### Activity
Would you give the records below again, exactly and completely?

### Dataset records
########################################

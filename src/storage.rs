use std::path::PathBuf;

use anyhow::Context;
use async_trait::async_trait;
use aws_config::{defaults, BehaviorVersion};
use aws_credential_types::Credentials;
use aws_sdk_s3::{
    config::{Builder as S3ConfigBuilder, Region},
    presigning::PresigningConfig,
    Client,
};
use aws_smithy_types::byte_stream::ByteStream;
use bytes::Bytes;

/// Where uploaded profile photos live. Keys are role-scoped relative paths
/// like `mentors/<uuid>.jpg`.
#[async_trait]
pub trait StorageClient: Send + Sync {
    async fn put_object(&self, key: &str, body: Bytes, content_type: &str) -> anyhow::Result<()>;
    async fn delete_object(&self, key: &str) -> anyhow::Result<()>;
    /// Browser-facing URL for a stored key.
    async fn url_for(&self, key: &str) -> anyhow::Result<String>;
}

/// Default backend: files under `upload_dir`, served statically at `/uploads`.
#[derive(Clone)]
pub struct LocalStorage {
    root: PathBuf,
}

impl LocalStorage {
    pub fn new(root: impl Into<PathBuf>) -> Self {
        Self { root: root.into() }
    }

    fn path_for(&self, key: &str) -> PathBuf {
        self.root.join(key)
    }
}

#[async_trait]
impl StorageClient for LocalStorage {
    async fn put_object(&self, key: &str, body: Bytes, _content_type: &str) -> anyhow::Result<()> {
        let path = self.path_for(key);
        if let Some(parent) = path.parent() {
            tokio::fs::create_dir_all(parent)
                .await
                .with_context(|| format!("create upload dir {}", parent.display()))?;
        }
        tokio::fs::write(&path, body)
            .await
            .with_context(|| format!("write upload {}", path.display()))?;
        Ok(())
    }

    async fn delete_object(&self, key: &str) -> anyhow::Result<()> {
        let path = self.path_for(key);
        tokio::fs::remove_file(&path)
            .await
            .with_context(|| format!("remove upload {}", path.display()))?;
        Ok(())
    }

    async fn url_for(&self, key: &str) -> anyhow::Result<String> {
        Ok(format!("/uploads/{}", key))
    }
}

/// Optional third-party media host (S3-compatible).
#[derive(Clone)]
pub struct S3Storage {
    client: Client,
    bucket: String,
}

impl S3Storage {
    pub async fn new(
        endpoint: &str,
        bucket: &str,
        access_key: &str,
        secret_key: &str,
        region: &str,
    ) -> anyhow::Result<Self> {
        let shared = defaults(BehaviorVersion::latest())
            .region(Region::new(region.to_string()))
            .credentials_provider(Credentials::new(
                access_key, secret_key, None, None, "static",
            ))
            .endpoint_url(endpoint)
            .load()
            .await;

        let conf = S3ConfigBuilder::from(&shared)
            .endpoint_url(endpoint)
            .force_path_style(true)
            .build();

        Ok(Self {
            client: Client::from_conf(conf),
            bucket: bucket.to_string(),
        })
    }
}

#[async_trait]
impl StorageClient for S3Storage {
    async fn put_object(&self, key: &str, body: Bytes, content_type: &str) -> anyhow::Result<()> {
        self.client
            .put_object()
            .bucket(&self.bucket)
            .key(key)
            .body(ByteStream::from(body))
            .content_type(content_type)
            .send()
            .await
            .context("s3 put_object")?;
        Ok(())
    }

    async fn delete_object(&self, key: &str) -> anyhow::Result<()> {
        self.client
            .delete_object()
            .bucket(&self.bucket)
            .key(key)
            .send()
            .await
            .context("s3 delete_object")?;
        Ok(())
    }

    async fn url_for(&self, key: &str) -> anyhow::Result<String> {
        const TTL_SECS: u64 = 30 * 60;
        let req = self.client.get_object().bucket(&self.bucket).key(key);
        let presigned = req
            .presigned(PresigningConfig::expires_in(
                std::time::Duration::from_secs(TTL_SECS),
            )?)
            .await
            .context("s3 presign url")?;
        Ok(presigned.uri().to_string())
    }
}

########################################

### Written response
filename src/storage.rs
use std::path::PathBuf;

use anyhow::Context;
use async_trait::async_trait;
use aws_config::{defaults, BehaviorVersion};
use aws_credential_types::Credentials;
use aws_sdk_s3::{
    config::{Builder as S3ConfigBuilder, Region},
    presigning::PresigningConfig,
    Client,
};
use aws_smithy_types::byte_stream::ByteStream;
use bytes::Bytes;

/// Where uploaded profile photos live. Keys are role-scoped relative paths
/// like `mentors/<uuid>.jpg`.
#[async_trait]
pub trait StorageClient: Send + Sync {
    async fn put_object(&self, key: &str, body: Bytes, content_type: &str) -> anyhow::Result<()>;
    async fn delete_object(&self, key: &str) -> anyhow::Result<()>;
    /// Browser-facing URL for a stored key.
    async fn url_for(&self, key: &str) -> anyhow::Result<String>;
}

/// Default backend: files under `upload_dir`, served statically at `/uploads`.
#[derive(Clone)]
pub struct LocalStorage {
    root: PathBuf,
}

impl LocalStorage {
    pub fn new(root: impl Into<PathBuf>) -> Self {
        Self { root: root.into() }
    }

    fn path_for(&self, key: &str) -> PathBuf {
        self.root.join(key)
    }
}

#[async_trait]
impl StorageClient for LocalStorage {
    async fn put_object(&self, key: &str, body: Bytes, _content_type: &str) -> anyhow::Result<()> {
        let path = self.path_for(key);
        if let Some(parent) = path.parent() {
            tokio::fs::create_dir_all(parent)
                .await
                .with_context(|| format!("create upload dir {}", parent.display()))?;
        }
        tokio::fs::write(&path, body)
            .await
            .with_context(|| format!("write upload {}", path.display()))?;
        Ok(())
    }

    async fn delete_object(&self, key: &str) -> anyhow::Result<()> {
        let path = self.path_for(key);
        tokio::fs::remove_file(&path)
            .await
            .with_context(|| format!("remove upload {}", path.display()))?;
        Ok(())
    }

    async fn url_for(&self, key: &str) -> anyhow::Result<String> {
        Ok(format!("/uploads/{}", key))
    }
}

/// Optional third-party media host (S3-compatible).
#[derive(Clone)]
pub struct S3Storage {
    client: Client,
    bucket: String,
}

impl S3Storage {
    pub async fn new(
        endpoint: &str,
        bucket: &str,
        access_key: &str,
        secret_key: &str,
        region: &str,
    ) -> anyhow::Result<Self> {
        let shared = defaults(BehaviorVersion::latest())
            .region(Region::new(region.to_string()))
            .credentials_provider(Credentials::new(
                access_key, secret_key, None, None, "static",
            ))
            .endpoint_url(endpoint)
            .load()
            .await;

        let conf = S3ConfigBuilder::from(&shared)
            .endpoint_url(endpoint)
            .force_path_style(true)
            .build();

        Ok(Self {
            client: Client::from_conf(conf),
            bucket: bucket.to_string(),
        })
    }
}

#[async_trait]
impl StorageClient for S3Storage {
    async fn put_object(&self, key: &str, body: Bytes, content_type: &str) -> anyhow::Result<()> {
        self.client
            .put_object()
            .bucket(&self.bucket)
            .key(key)
            .body(ByteStream::from(body))
            .content_type(content_type)
            .send()
            .await
            .context("s3 put_object")?;
        Ok(())
    }

    async fn delete_object(&self, key: &str) -> anyhow::Result<()> {
        self.client
            .delete_object()
            .bucket(&self.bucket)
            .key(key)
            .send()
            .await
            .context("s3 delete_object")?;
        Ok(())
    }

    async fn url_for(&self, key: &str) -> anyhow::Result<String> {
        const TTL_SECS: u64 = 30 * 60;
        let req = self.client.get_object().bucket(&self.bucket).key(key);
        let presigned = req
            .presigned(PresigningConfig::expires_in(
                std::time::Duration::from_secs(TTL_SECS),
            )?)
            .await
            .context("s3 presign url")?;
        Ok(presigned.uri().to_string())
    }
}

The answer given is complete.